# DESCRIPTION OF THE TASK
Every line of the entries with the word "tests" in it should be shown.
*** EXTRACTED ENTRIES ***
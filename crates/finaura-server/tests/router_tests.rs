//! Router tests for the FINAURA server.
//!
//! Requests are driven through the Axum router in-process with
//! `tower::ServiceExt::oneshot`; no socket is bound.

#![allow(clippy::unwrap_used, clippy::expect_used)]

use std::sync::Arc;

use axum::body::Body;
use axum::http::{header, Method, Request, StatusCode};
use axum::Router;
use chrono::Datelike;
use http_body_util::BodyExt;
use tower::ServiceExt;

use finaura_core::links::{resolve, PLACEHOLDER_PATHS};
use finaura_core::Route;
use finaura_server::build_router;
use finaura_server::config::ServerConfig;
use finaura_server::state::AppState;

const FORM_ENDPOINT: &str = "https://forms.example.test/f/newsletter";

fn app_with(config: ServerConfig) -> Router {
    build_router(Arc::new(AppState::new(config)))
}

fn app() -> Router {
    app_with(ServerConfig {
        form_endpoint: FORM_ENDPOINT.to_owned(),
        site_url: "https://finaura.test".to_owned(),
        ..ServerConfig::default()
    })
}

/// Helper: send a GET and return (status, headers, body).
async fn get(app: Router, path: &str) -> (StatusCode, axum::http::HeaderMap, String) {
    let response = app
        .oneshot(Request::get(path).body(Body::empty()).unwrap())
        .await
        .unwrap();
    let status = response.status();
    let headers = response.headers().clone();
    let bytes = response.into_body().collect().await.unwrap().to_bytes();
    (status, headers, String::from_utf8(bytes.to_vec()).unwrap())
}

// ── Pages ────────────────────────────────────────────────────────────

#[tokio::test]
async fn every_route_serves_title_and_heading() {
    for route in Route::ALL {
        let (status, headers, body) = get(app(), route.path()).await;
        assert_eq!(status, StatusCode::OK, "{}", route.path());
        assert!(
            headers[header::CONTENT_TYPE]
                .to_str()
                .unwrap()
                .starts_with("text/html"),
            "{}",
            route.path()
        );
        assert!(body.contains(&format!("<title>{}</title>", route.title())));
        assert!(body.contains(route.heading()), "{}", route.path());
    }
}

#[tokio::test]
async fn footer_shows_current_year() {
    let before = chrono::Local::now().year();
    let (_, _, body) = get(app(), "/impressum").await;
    let after = chrono::Local::now().year();
    assert!(
        body.contains(&format!("© {before} FINAURA")) || body.contains(&format!("© {after} FINAURA")),
        "footer year missing"
    );
}

#[tokio::test]
async fn signup_form_posts_to_configured_endpoint() {
    let (_, _, body) = get(app(), "/").await;
    let form = body
        .split_once("<form")
        .and_then(|(_, rest)| rest.split_once("</form>"))
        .map(|(form, _)| form)
        .expect("home page has a form");
    assert!(form.contains("method=\"post\""));
    assert!(form.contains(&format!("action=\"{FORM_ENDPOINT}\"")));
    assert_eq!(form.matches("<input").count(), 1);
    assert!(form.contains("name=\"email\""));
    assert!(form.contains(" required"));
}

#[tokio::test]
async fn head_request_is_answered() {
    let response = app()
        .oneshot(
            Request::builder()
                .method(Method::HEAD)
                .uri("/privacy")
                .body(Body::empty())
                .unwrap(),
        )
        .await
        .unwrap();
    assert_eq!(response.status(), StatusCode::OK);
}

// ── Not found ────────────────────────────────────────────────────────

#[tokio::test]
async fn placeholder_modules_are_not_found() {
    for path in PLACEHOLDER_PATHS {
        let (status, headers, body) = get(app(), path).await;
        assert_eq!(status, StatusCode::NOT_FOUND, "{path}");
        assert!(headers[header::CONTENT_TYPE]
            .to_str()
            .unwrap()
            .starts_with("text/html"));
        assert!(body.contains("Seite nicht gefunden"));
    }
}

#[tokio::test]
async fn unknown_path_is_not_found() {
    let (status, headers, _) = get(app(), "/does/not/exist").await;
    assert_eq!(status, StatusCode::NOT_FOUND);
    assert_eq!(headers[header::CACHE_CONTROL], "no-store");
}

#[tokio::test]
async fn trailing_slash_is_not_found_and_not_resolved() {
    for route in Route::ALL.into_iter().filter(|r| *r != Route::Home) {
        let path = format!("{}/", route.path());
        let (status, _, _) = get(app(), &path).await;
        assert_eq!(status, StatusCode::NOT_FOUND, "{path}");
        assert!(!resolve(&path, Route::Home).is_resolved(), "{path}");
    }
}

// ── Assets, SEO, health ──────────────────────────────────────────────

#[tokio::test]
async fn embedded_assets_are_served() {
    let (status, headers, body) = get(app(), "/logo.svg").await;
    assert_eq!(status, StatusCode::OK);
    assert_eq!(headers[header::CONTENT_TYPE], "image/svg+xml");
    assert_eq!(headers[header::CACHE_CONTROL], "public, max-age=3600");
    assert!(body.starts_with("<svg"));

    let (status, _, body) = get(app(), "/styles.css").await;
    assert_eq!(status, StatusCode::OK);
    assert!(body.contains(".btn-secondary"));

    let (status, _, _) = get(app(), "/hero.svg").await;
    assert_eq!(status, StatusCode::OK);
}

#[tokio::test]
async fn robots_and_sitemap_use_site_url() {
    let (status, _, body) = get(app(), "/robots.txt").await;
    assert_eq!(status, StatusCode::OK);
    assert!(body.contains("Sitemap: https://finaura.test/sitemap.xml"));

    let (status, headers, body) = get(app(), "/sitemap.xml").await;
    assert_eq!(status, StatusCode::OK);
    assert!(headers[header::CONTENT_TYPE]
        .to_str()
        .unwrap()
        .starts_with("application/xml"));
    assert!(body.contains("<loc>https://finaura.test/privacy</loc>"));
    assert!(!body.contains("av-vorbezug"));
}

#[tokio::test]
async fn health_reports_ok() {
    let (status, _, body) = get(app(), "/health").await;
    assert_eq!(status, StatusCode::OK);
    let json: serde_json::Value = serde_json::from_str(&body).unwrap();
    assert_eq!(json["status"], "ok");
    assert_eq!(json["version"], env!("CARGO_PKG_VERSION"));
}

#[tokio::test]
async fn security_headers_are_set() {
    let (_, headers, _) = get(app(), "/").await;
    assert_eq!(headers[header::X_CONTENT_TYPE_OPTIONS], "nosniff");
    assert_eq!(headers[header::X_FRAME_OPTIONS], "DENY");
    assert_eq!(headers["referrer-policy"], "strict-origin-when-cross-origin");
    assert_eq!(headers[header::CACHE_CONTROL], "no-cache");
}

#[tokio::test]
async fn public_dir_served_under_static() {
    let dir = tempfile::tempdir().unwrap();
    std::fs::write(dir.path().join("brochure.txt"), "FINAURA Broschüre").unwrap();

    let app = app_with(ServerConfig {
        public_dir: Some(dir.path().to_path_buf()),
        ..ServerConfig::default()
    });

    let (status, _, body) = get(app.clone(), "/static/brochure.txt").await;
    assert_eq!(status, StatusCode::OK);
    assert_eq!(body, "FINAURA Broschüre");

    let (status, _, _) = get(app, "/static/missing.txt").await;
    assert_eq!(status, StatusCode::NOT_FOUND);
}
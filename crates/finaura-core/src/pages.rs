//! Page routes and their rendering.
//!
//! Each page is rendered into the shared root layout: header, the page body
//! inside `<main>`, footer. Rendering is a pure function of the [`Route`]
//! and the [`RenderContext`].

use chrono::Datelike;
use serde::Serialize;

use crate::components::{button, container, footer, header, section, ButtonVariant, BRAND, TAGLINE};
use crate::content::{
    self, MarketingContent, HOW_IT_WORKS_ANCHOR, MARKETING, MODULES_ANCHOR, SIGNUP_ANCHOR,
};
use crate::escape::{escape_attr, escape_text};

/// Target of the "learn more" button in the CTA strip. No page exists yet.
const LEARN_MORE_PATH: &str = "/so-funktionierts";

/// An implemented page.
#[derive(Debug, Clone, Copy, PartialEq, Eq, Hash, Serialize)]
#[serde(rename_all = "kebab-case")]
pub enum Route {
    Home,
    Website,
    Impressum,
    Privacy,
    AvVorbezug,
}

/// Indexing directive for search engines.
#[derive(Debug, Clone, Copy, PartialEq, Eq, Serialize)]
#[serde(rename_all = "kebab-case")]
pub enum Robots {
    IndexFollow,
    NoindexFollow,
}

impl Robots {
    /// Value of the `robots` meta tag, if one should be emitted.
    #[must_use]
    pub const fn meta(self) -> Option<&'static str> {
        match self {
            Self::IndexFollow => None,
            Self::NoindexFollow => Some("noindex, follow"),
        }
    }
}

impl Route {
    /// Every implemented page, in navigation order.
    pub const ALL: [Self; 5] = [
        Self::Home,
        Self::Website,
        Self::Impressum,
        Self::Privacy,
        Self::AvVorbezug,
    ];

    #[must_use]
    pub const fn path(self) -> &'static str {
        match self {
            Self::Home => "/",
            Self::Website => "/website",
            Self::Impressum => "/impressum",
            Self::Privacy => "/privacy",
            Self::AvVorbezug => "/av-vorbezug",
        }
    }

    /// Look up a route by exact request path, as the server matches it.
    #[must_use]
    pub fn from_path(path: &str) -> Option<Self> {
        Self::ALL.into_iter().find(|r| r.path() == path)
    }

    /// Document title.
    #[must_use]
    pub const fn title(self) -> &'static str {
        match self {
            Self::Home => "FINAURA — Schweizer Finanzklarheit",
            Self::Website => "FINAURA — Website",
            Self::Impressum => "Impressum – FINAURA",
            Self::Privacy => "Datenschutz – FINAURA",
            Self::AvVorbezug => "AV-Vorbezug – FINAURA (Free Tool, Beta)",
        }
    }

    #[must_use]
    pub const fn description(self) -> &'static str {
        match self {
            Self::Home => {
                "FINAURA: Schweizer Finanzklarheit, anonym und neutral. Verstehe deine \
                 Finanzen ohne Datenpreisgabe, ohne Verkaufsdruck."
            }
            Self::Website => {
                "Schweizer Finanzklarheit – anonym, neutral und verständlich. Starte ohne Login."
            }
            Self::Impressum => "Impressum von FINAURA.",
            Self::Privacy => "Datenschutzerklärung von FINAURA.",
            Self::AvVorbezug => "Kostenloses Tool zum AV-Vorbezug – in Kürze verfügbar.",
        }
    }

    /// Text of the page's `<h1>`.
    #[must_use]
    pub const fn heading(self) -> &'static str {
        match self {
            Self::Home | Self::Website => MARKETING.heading,
            Self::Impressum => "Impressum",
            Self::Privacy => "Datenschutz",
            Self::AvVorbezug => "AV-Vorbezug (Free) – Beta",
        }
    }

    #[must_use]
    pub const fn robots(self) -> Robots {
        match self {
            Self::AvVorbezug => Robots::NoindexFollow,
            _ => Robots::IndexFollow,
        }
    }

    /// Ids of the anchor targets on this page.
    #[must_use]
    pub const fn anchors(self) -> &'static [&'static str] {
        match self {
            Self::Home | Self::Website => &[HOW_IT_WORKS_ANCHOR, MODULES_ANCHOR, SIGNUP_ANCHOR],
            _ => &[],
        }
    }
}

/// Per-render inputs.
#[derive(Debug, Clone, PartialEq, Eq)]
pub struct RenderContext {
    /// Calendar year shown in the footer.
    pub year: i32,
    /// Target of the mailing-list form.
    pub form_endpoint: String,
}

impl RenderContext {
    /// Context for a render happening now.
    #[must_use]
    pub fn now(form_endpoint: impl Into<String>) -> Self {
        Self {
            year: chrono::Local::now().year(),
            form_endpoint: form_endpoint.into(),
        }
    }

    /// Context with a fixed year.
    #[must_use]
    pub fn with_year(year: i32, form_endpoint: impl Into<String>) -> Self {
        Self {
            year,
            form_endpoint: form_endpoint.into(),
        }
    }
}

/// Render a full HTML document for `route`.
#[must_use]
pub fn render(route: Route, ctx: &RenderContext) -> String {
    let body = match route {
        Route::Home | Route::Website => marketing_page(&MARKETING, ctx),
        Route::Impressum => legal_page(route.heading(), content::IMPRESSUM_PARAGRAPHS),
        Route::Privacy => legal_page(route.heading(), content::PRIVACY_PARAGRAPHS),
        Route::AvVorbezug => av_vorbezug_page(),
    };
    layout(
        route.title(),
        route.description(),
        route.robots(),
        &body,
        ctx.year,
    )
}

/// Render the page shown for paths that have no page.
#[must_use]
pub fn render_not_found(year: i32) -> String {
    let inner = format!(
        "<h1>Seite nicht gefunden</h1>\
         <p class=\"muted\">Diese Seite gibt es (noch) nicht. Einige Module sind in Vorbereitung.</p>\
         <div class=\"actions\">{}</div>",
        button(Some("/"), "Zur Startseite", ButtonVariant::Primary)
    );
    let body = section(None, None, &container(Some("narrow"), &inner));
    layout(
        "Seite nicht gefunden – FINAURA",
        "Diese Seite existiert nicht.",
        Robots::NoindexFollow,
        &body,
        year,
    )
}

/// The mailing-list signup form.
///
/// Posts straight to `endpoint`; nothing on this side handles the result.
#[must_use]
pub fn signup_form(endpoint: &str) -> String {
    format!(
        "<form class=\"signup-form\" method=\"post\" action=\"{}\">\
         <label for=\"signup-email\" class=\"sr-only\">E-Mail-Adresse</label>\
         <input id=\"signup-email\" type=\"email\" name=\"email\" required \
         autocomplete=\"email\" placeholder=\"deine@email.ch\"/>\
         <button type=\"submit\" class=\"btn-primary\">Eintragen</button>\
         </form>",
        escape_attr(endpoint)
    )
}

fn layout(title: &str, description: &str, robots: Robots, body: &str, year: i32) -> String {
    let mut s = String::with_capacity(body.len() + 2048);
    s.push_str("<!DOCTYPE html>\n<html lang=\"de\"><head><meta charset=\"utf-8\"/>");
    s.push_str("<meta name=\"viewport\" content=\"width=device-width,initial-scale=1\"/>");
    s.push_str("<title>");
    s.push_str(&escape_text(title));
    s.push_str("</title><meta name=\"description\" content=\"");
    s.push_str(&escape_attr(description));
    s.push_str("\"/>");
    if let Some(robots) = robots.meta() {
        s.push_str("<meta name=\"robots\" content=\"");
        s.push_str(robots);
        s.push_str("\"/>");
    }
    s.push_str("<link rel=\"icon\" href=\"/logo.svg\" type=\"image/svg+xml\"/>");
    s.push_str("<link rel=\"stylesheet\" href=\"/styles.css\"/></head>\n<body class=\"page\">");
    s.push_str(&header());
    s.push_str("<main class=\"site-main\">");
    s.push_str(body);
    s.push_str("</main>");
    s.push_str(&footer(year));
    s.push_str("</body></html>\n");
    s
}

fn marketing_page(c: &MarketingContent, ctx: &RenderContext) -> String {
    let mut s = String::with_capacity(16384);
    let signup_href = format!("/#{SIGNUP_ANCHOR}");
    let how_href = format!("/#{HOW_IT_WORKS_ANCHOR}");

    // Hero
    let trust = c
        .trust
        .iter()
        .map(|t| format!("<span>{}</span>", escape_text(t)))
        .collect::<Vec<_>>()
        .join("<span aria-hidden=\"true\">•</span>");
    let hero = format!(
        "<div class=\"hero-copy\"><span class=\"badge\">{badge}</span><h1>{heading}</h1>\
         <p class=\"lead\">{lead}</p><div class=\"actions\">{start}{how}</div>\
         <div class=\"trust\">{trust}</div></div>\
         <img class=\"hero-image\" src=\"/hero.svg\" alt=\"{brand} — {tagline}\" width=\"480\" height=\"360\"/>",
        badge = escape_text(c.badge),
        heading = escape_text(c.heading),
        lead = escape_text(c.lead),
        start = button(Some(&signup_href), "Jetzt anonym starten", ButtonVariant::Primary),
        how = button(Some(&how_href), "So funktioniert’s", ButtonVariant::Secondary),
        brand = BRAND,
        tagline = TAGLINE,
    );
    s.push_str(&section(None, Some("hero"), &container(Some("hero-grid"), &hero)));

    // Value proposition
    let mut cards = String::from("<div class=\"grid grid-3\">");
    for card in c.values {
        cards.push_str(&format!(
            "<div class=\"card\"><h3>{}</h3><p>{}</p></div>",
            escape_text(card.title),
            escape_text(card.text)
        ));
    }
    cards.push_str("</div>");
    s.push_str(&section(None, Some("values"), &container(None, &cards)));

    // How it works
    let mut steps = format!("<h2>{}</h2><ol class=\"steps\">", escape_text(c.steps_heading));
    for (i, step) in c.steps.iter().enumerate() {
        steps.push_str(&format!(
            "<li><span class=\"step-number\">{}</span><h3>{}</h3><p>{}</p></li>",
            i + 1,
            escape_text(step.title),
            escape_text(step.text)
        ));
    }
    steps.push_str("</ol>");
    s.push_str(&section(Some(HOW_IT_WORKS_ANCHOR), Some("muted-bg"), &container(None, &steps)));

    // Module overview
    let mut modules = format!(
        "<h2>{}</h2><p class=\"muted\">{}</p><div class=\"grid grid-3\">",
        escape_text(c.modules_heading),
        escape_text(c.modules_lead)
    );
    for m in c.modules {
        modules.push_str(&format!(
            "<a href=\"{}\" class=\"card module-card\"><div class=\"card-head\"><h3>{}</h3>\
             <span class=\"pill\">Öffnen</span></div><p>{}</p><div class=\"more\">Weiter →</div></a>",
            escape_attr(m.href),
            escape_text(m.title),
            escape_text(m.text)
        ));
    }
    modules.push_str("</div>");
    s.push_str(&section(Some(MODULES_ANCHOR), None, &container(None, &modules)));

    // Mailing list
    let signup = format!(
        "<h2>{}</h2><p class=\"muted\">{}</p>{}<p class=\"fine-print\">{}</p>",
        escape_text(c.signup_heading),
        escape_text(c.signup_lead),
        signup_form(&ctx.form_endpoint),
        escape_text(c.signup_note)
    );
    s.push_str(&section(Some(SIGNUP_ANCHOR), None, &container(Some("narrow"), &signup)));

    // Call to action
    let cta = format!(
        "<div class=\"cta-strip\"><div><h3>{}</h3><p>{}</p></div><div class=\"actions\">{}{}</div></div>",
        escape_text(c.cta_heading),
        escape_text(c.cta_lead),
        button(Some(&signup_href), "Jetzt anonym starten", ButtonVariant::Primary),
        button(Some(LEARN_MORE_PATH), "Mehr erfahren", ButtonVariant::Secondary),
    );
    s.push_str(&section(None, Some("cta"), &container(None, &cta)));

    s
}

fn legal_page(heading: &str, paragraphs: &[&str]) -> String {
    let mut inner = format!("<h1>{}</h1>", escape_text(heading));
    for p in paragraphs {
        inner.push_str("<p>");
        inner.push_str(&escape_text(p));
        inner.push_str("</p>");
    }
    section(None, None, &container(Some("narrow"), &inner))
}

fn av_vorbezug_page() -> String {
    let inner = format!(
        "<h1>{}</h1><p class=\"muted\">{}</p><hr/><p>{}</p>",
        escape_text(Route::AvVorbezug.heading()),
        escape_text(content::AV_VORBEZUG_LEAD),
        escape_text(content::AV_VORBEZUG_NOTE)
    );
    section(None, None, &container(Some("narrow"), &inner))
}

#[cfg(test)]
#[allow(clippy::unwrap_used)]
mod tests {
    use super::*;

    const ENDPOINT: &str = "https://forms.example.test/f/abc";

    fn ctx() -> RenderContext {
        RenderContext::with_year(2025, ENDPOINT)
    }

    #[test]
    fn from_path_round_trips() {
        for route in Route::ALL {
            assert_eq!(Route::from_path(route.path()), Some(route));
        }
        assert_eq!(Route::from_path("/privacy/"), None);
        assert_eq!(Route::from_path("/ik"), None);
        assert_eq!(Route::from_path(""), None);
    }

    #[test]
    fn every_page_has_title_and_heading() {
        let ctx = ctx();
        for route in Route::ALL {
            let html = render(route, &ctx);
            assert!(
                html.contains(&format!("<title>{}</title>", route.title())),
                "{route:?} title"
            );
            assert!(
                html.contains(&format!("<h1>{}</h1>", route.heading())),
                "{route:?} heading"
            );
            assert!(html.starts_with("<!DOCTYPE html>"));
            assert!(html.contains("<html lang=\"de\">"));
        }
    }

    #[test]
    fn home_and_website_share_body() {
        let ctx = ctx();
        let home = render(Route::Home, &ctx);
        let website = render(Route::Website, &ctx);
        let body = |s: &str| s.split_once("<main").map(|(_, b)| b.to_owned());
        assert_eq!(body(&home), body(&website));
        assert_ne!(home, website);
    }

    #[test]
    fn marketing_page_carries_anchors() {
        let html = render(Route::Home, &ctx());
        for anchor in Route::Home.anchors() {
            assert!(html.contains(&format!("id=\"{anchor}\"")), "{anchor}");
        }
    }

    #[test]
    fn steps_are_numbered() {
        let html = render(Route::Home, &ctx());
        let list = html
            .split_once("<ol class=\"steps\">")
            .and_then(|(_, rest)| rest.split_once("</ol>"))
            .map(|(list, _)| list)
            .unwrap();
        for (i, step) in MARKETING.steps.iter().enumerate() {
            assert!(list.contains(&format!("<span class=\"step-number\">{}</span><h3>{}</h3>", i + 1, step.title)));
        }
    }

    #[test]
    fn signup_form_contract() {
        let html = signup_form(ENDPOINT);
        assert!(html.contains("method=\"post\""));
        assert!(html.contains(&format!("action=\"{ENDPOINT}\"")));
        assert_eq!(html.matches("<input").count(), 1);
        assert_eq!(html.matches(" required").count(), 1);
        assert!(html.contains("name=\"email\""));
    }

    #[test]
    fn only_stub_is_noindex() {
        let ctx = ctx();
        for route in Route::ALL {
            let html = render(route, &ctx);
            let noindex = html.contains("<meta name=\"robots\" content=\"noindex, follow\"/>");
            assert_eq!(noindex, route == Route::AvVorbezug, "{route:?}");
        }
    }

    #[test]
    fn footer_year_follows_context() {
        let html = render(Route::Impressum, &RenderContext::with_year(2042, ENDPOINT));
        assert!(html.contains("© 2042 FINAURA"));
    }

    #[test]
    fn now_uses_current_year() {
        let before = chrono::Local::now().year();
        let ctx = RenderContext::now(ENDPOINT);
        let after = chrono::Local::now().year();
        assert!(ctx.year == before || ctx.year == after);
    }

    #[test]
    fn not_found_page_is_noindex() {
        let html = render_not_found(2025);
        assert!(html.contains("<h1>Seite nicht gefunden</h1>"));
        assert!(html.contains("noindex, follow"));
    }
}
*** End of EXTRACTED ENTRIES ***
# RESULT BELOW
filename crates/finaura-server/tests/router_tests.rs
//! Router tests for the FINAURA server.
mod tests {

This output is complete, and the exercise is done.